[Exercise]: Scan the listing below for the string "struct" and copy each line where it turns up.

<<<<

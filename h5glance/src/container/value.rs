//! Values read from attributes and datasets, and their text forms.
//!
//! [`Array`] knows how to lay itself out the way numpy prints arrays: columns
//! padded to a common width, floats aligned on the decimal point, long axes
//! summarised with `...`, and rows wrapped at a line width.

use std::fmt;

use serde::{Deserialize, Serialize};

use crate::container::element_count;
use crate::datatype::{Datatype, StringSize};
use crate::error::{Error, Result};

/// A single element.
#[derive(Debug, Clone, PartialEq, Serialize, Deserialize)]
#[serde(untagged)]
pub enum Scalar {
    /// Boolean.
    Bool(bool),
    /// Signed integer.
    Int(i64),
    /// Unsigned integer too large for `i64`, or read as unsigned.
    UInt(u64),
    /// Floating point.
    Float(f64),
    /// Decoded text.
    Str(String),
    /// Raw bytes from a fixed-length string.
    #[serde(skip)]
    Bytes(Vec<u8>),
}

impl Scalar {
    /// The zero value stored in a freshly created dataset of `dtype`.
    ///
    /// Returns `None` for types that have no scalar representation, such as
    /// compounds.
    #[must_use]
    pub fn zero_for(dtype: &Datatype) -> Option<Self> {
        match dtype {
            Datatype::Integer { signed: true, .. } => Some(Self::Int(0)),
            Datatype::Integer { signed: false, .. } | Datatype::Bitfield { .. } => {
                Some(Self::UInt(0))
            }
            Datatype::Float { .. } => Some(Self::Float(0.0)),
            Datatype::String {
                size: StringSize::Fixed(_),
                ..
            } => Some(Self::Bytes(Vec::new())),
            Datatype::String { .. } => Some(Self::Str(String::new())),
            Datatype::Enum { members, .. } if is_bool_enum(members) => Some(Self::Bool(false)),
            Datatype::Enum { .. } => Some(Self::Int(0)),
            _ => None,
        }
    }

    /// Python-style `repr`: strings quoted, floats always with a point.
    ///
    /// # Examples
    ///
    /// ```
    /// use h5glance::Scalar;
    ///
    /// assert_eq!(Scalar::Str("foo".into()).repr(), "'foo'");
    /// assert_eq!(Scalar::Float(2.0).repr(), "2.0");
    /// assert_eq!(Scalar::Bool(true).repr(), "True");
    /// ```
    #[must_use]
    pub fn repr(&self) -> String {
        match self {
            Self::Str(s) => quote(s),
            other => other.to_string(),
        }
    }
}

fn is_bool_enum(members: &[String]) -> bool {
    members.len() == 2 && members[0] == "FALSE" && members[1] == "TRUE"
}

impl fmt::Display for Scalar {
    fn fmt(&self, f: &mut fmt::Formatter<'_>) -> fmt::Result {
        match self {
            Self::Bool(true) => f.write_str("True"),
            Self::Bool(false) => f.write_str("False"),
            Self::Int(v) => write!(f, "{v}"),
            Self::UInt(v) => write!(f, "{v}"),
            Self::Float(v) => f.write_str(&float_repr(*v)),
            Self::Str(s) => f.write_str(s),
            Self::Bytes(b) => write!(f, "b{}", quote(&String::from_utf8_lossy(b))),
        }
    }
}

/// Quote a string the way Python's `repr` does.
fn quote(s: &str) -> String {
    let delim = if s.contains('\'') && !s.contains('"') {
        '"'
    } else {
        '\''
    };
    let mut out = String::with_capacity(s.len() + 2);
    out.push(delim);
    for c in s.chars() {
        match c {
            '\\' => out.push_str("\\\\"),
            '\n' => out.push_str("\\n"),
            '\t' => out.push_str("\\t"),
            '\r' => out.push_str("\\r"),
            c if c == delim => {
                out.push('\\');
                out.push(c);
            }
            c => out.push(c),
        }
    }
    out.push(delim);
    out
}

/// Shortest round-trip float text with Python's conventions.
fn float_repr(v: f64) -> String {
    if v.is_nan() {
        return "nan".to_string();
    }
    if v.is_infinite() {
        return if v > 0.0 { "inf" } else { "-inf" }.to_string();
    }
    let abs = v.abs();
    if abs != 0.0 && !(1e-4..1e16).contains(&abs) {
        let s = format!("{v:e}");
        return fix_exponent(&s);
    }
    let s = v.to_string();
    if s.contains('.') {
        s
    } else {
        format!("{s}.0")
    }
}

/// Rewrite Rust's `1.5e-5` exponent as `1.5e-05`.
fn fix_exponent(s: &str) -> String {
    match s.split_once('e') {
        Some((mantissa, exp)) => {
            let (sign, digits) = match exp.strip_prefix('-') {
                Some(d) => ('-', d),
                None => ('+', exp),
            };
            format!("{mantissa}e{sign}{digits:0>2}")
        }
        None => s.to_string(),
    }
}

/// An n-dimensional array in row-major order.
#[derive(Debug, Clone, PartialEq)]
pub struct Array {
    shape: Vec<u64>,
    data: Vec<Scalar>,
}

impl Array {
    /// Build an array, checking that `data` fills `shape`.
    ///
    /// # Errors
    ///
    /// Returns [`Error::Validation`] if the element count does not match.
    pub fn new(shape: Vec<u64>, data: Vec<Scalar>) -> Result<Self> {
        let expected = element_count(&shape);
        if expected != Some(data.len() as u64) {
            return Err(Error::Validation {
                field: "data".to_string(),
                message: format!(
                    "{} values do not fill shape {:?} ({} elements)",
                    data.len(),
                    shape,
                    expected.map_or_else(|| "too many".to_string(), |n| n.to_string())
                ),
            });
        }
        Ok(Self { shape, data })
    }

    /// A one-dimensional array.
    #[must_use]
    pub fn from_vec(data: Vec<Scalar>) -> Self {
        Self {
            shape: vec![data.len() as u64],
            data,
        }
    }

    /// An array of `shape` filled with `value`.
    #[must_use]
    pub fn filled(shape: Vec<u64>, value: &Scalar) -> Self {
        let len = shape.iter().product::<u64>();
        let data = (0..len).map(|_| value.clone()).collect();
        Self { shape, data }
    }

    /// Dimensions of the array.
    #[must_use]
    pub fn shape(&self) -> &[u64] {
        &self.shape
    }

    /// Elements in row-major order.
    #[must_use]
    pub fn data(&self) -> &[Scalar] {
        &self.data
    }

    /// Number of elements.
    #[must_use]
    pub fn len(&self) -> usize {
        self.data.len()
    }

    /// Whether the array has no elements.
    #[must_use]
    pub fn is_empty(&self) -> bool {
        self.data.is_empty()
    }

    /// The same elements under a new shape.
    ///
    /// # Errors
    ///
    /// Returns [`Error::Validation`] if the element counts differ.
    pub fn reshape(self, shape: Vec<u64>) -> Result<Self> {
        Self::new(shape, self.data)
    }

    /// Render like `numpy.array2string`.
    #[must_use]
    pub fn format_with(&self, options: &ArrayFormat) -> String {
        if self.shape.is_empty() {
            return self.data.first().map(ToString::to_string).unwrap_or_default();
        }
        if self.data.is_empty() {
            return "[]".to_string();
        }

        let summarise = options
            .threshold
            .is_some_and(|limit| self.data.len() > limit);
        let grid = Grid {
            shape: &self.shape,
            edge_items: options.edge_items,
            summarise,
        };

        let mut shown = Vec::new();
        grid.collect(0, 0, &mut shown);
        let cells = format_cells(&self.data, &shown, options.precision);

        let mut out = String::new();
        grid.render(0, 0, &cells, options.line_width, &mut out);
        out
    }
}

impl fmt::Display for Array {
    fn fmt(&self, f: &mut fmt::Formatter<'_>) -> fmt::Result {
        f.write_str(&self.format_with(&ArrayFormat::default()))
    }
}

/// Print options for [`Array::format_with`].
#[derive(Debug, Clone, PartialEq, Eq)]
pub struct ArrayFormat {
    /// Maximum fraction digits for floats.
    pub precision: usize,
    /// Summarise arrays with more elements than this; `None` never does.
    pub threshold: Option<usize>,
    /// Items kept at each end of a summarised axis.
    pub edge_items: usize,
    /// Wrap rows longer than this many characters.
    pub line_width: usize,
}

impl ArrayFormat {
    /// Compact form used for attribute values on a single tree line.
    #[must_use]
    pub const fn attribute() -> Self {
        Self {
            precision: 5,
            threshold: Some(10),
            edge_items: 3,
            line_width: 75,
        }
    }

    /// Full listing of dataset contents, wrapped at `line_width`.
    #[must_use]
    pub const fn full(line_width: usize) -> Self {
        Self {
            precision: 8,
            threshold: None,
            edge_items: 3,
            line_width,
        }
    }
}

impl Default for ArrayFormat {
    fn default() -> Self {
        Self {
            precision: 8,
            threshold: Some(1000),
            edge_items: 3,
            line_width: 75,
        }
    }
}

/// Which indices of an axis are printed; `None` marks the `...` gap.
fn axis_indices(len: usize, edge: usize, summarise: bool) -> Vec<Option<usize>> {
    if summarise && len > 2 * edge {
        (0..edge)
            .map(Some)
            .chain(std::iter::once(None))
            .chain((len - edge..len).map(Some))
            .collect()
    } else {
        (0..len).map(Some).collect()
    }
}
//! Terminal output: tree text, dataset details and paging.

pub mod dataset;
pub mod pager;
pub mod text;

use crate::tree::NodeKind;

pub use dataset::{display_object, print_dataset_info};
pub use pager::MaybePagedOutput;
pub use text::{group_to_string, TextTreeRenderer};

/// ANSI escape codes used to highlight tree labels.
#[derive(Debug, Clone, Copy, PartialEq, Eq)]
pub struct Colors {
    /// Start of a dataset label.
    pub dataset: &'static str,
    /// Start of a group label.
    pub group: &'static str,
    /// Start of a link label.
    pub link: &'static str,
    /// Ends a highlighted label.
    pub reset: &'static str,
}

impl Colors {
    /// No highlighting at all.
    pub const NONE: Self = Self {
        dataset: "",
        group: "",
        link: "",
        reset: "",
    };

    /// Bold datasets, bright blue groups, bright magenta links.
    pub const DEFAULT: Self = Self {
        dataset: "\u{1b}[1m",
        group: "\u{1b}[94m",
        link: "\u{1b}[95m",
        reset: "\u{1b}[0m",
    };

    /// Escape code opening a label of `kind`; empty for unhighlighted kinds.
    #[must_use]
    pub const fn start(&self, kind: NodeKind) -> &'static str {
        match kind {
            NodeKind::Dataset => self.dataset,
            NodeKind::Group => self.group,
            NodeKind::Link => self.link,
            NodeKind::Plain => "",
        }
    }

    /// Wrap `label` in the escape codes for `kind`.
    ///
    /// # Examples
    ///
    /// ```
    /// use h5glance::output::Colors;
    /// use h5glance::tree::NodeKind;
    ///
    /// assert_eq!(Colors::DEFAULT.paint("data", NodeKind::Dataset), "\u{1b}[1mdata\u{1b}[0m");
    /// assert_eq!(Colors::DEFAULT.paint("1 attributes:", NodeKind::Plain), "1 attributes:");
    /// assert_eq!(Colors::NONE.paint("grp", NodeKind::Group), "grp");
    /// ```
    #[must_use]
    pub fn paint(&self, label: &str, kind: NodeKind) -> String {
        let start = self.start(kind);
        if start.is_empty() {
            label.to_string()
        } else {
            format!("{start}{label}{}", self.reset)
        }
    }
}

>>>>

[Solution to this problem]:
pub struct Array {
pub struct ArrayFormat {
pub struct Colors {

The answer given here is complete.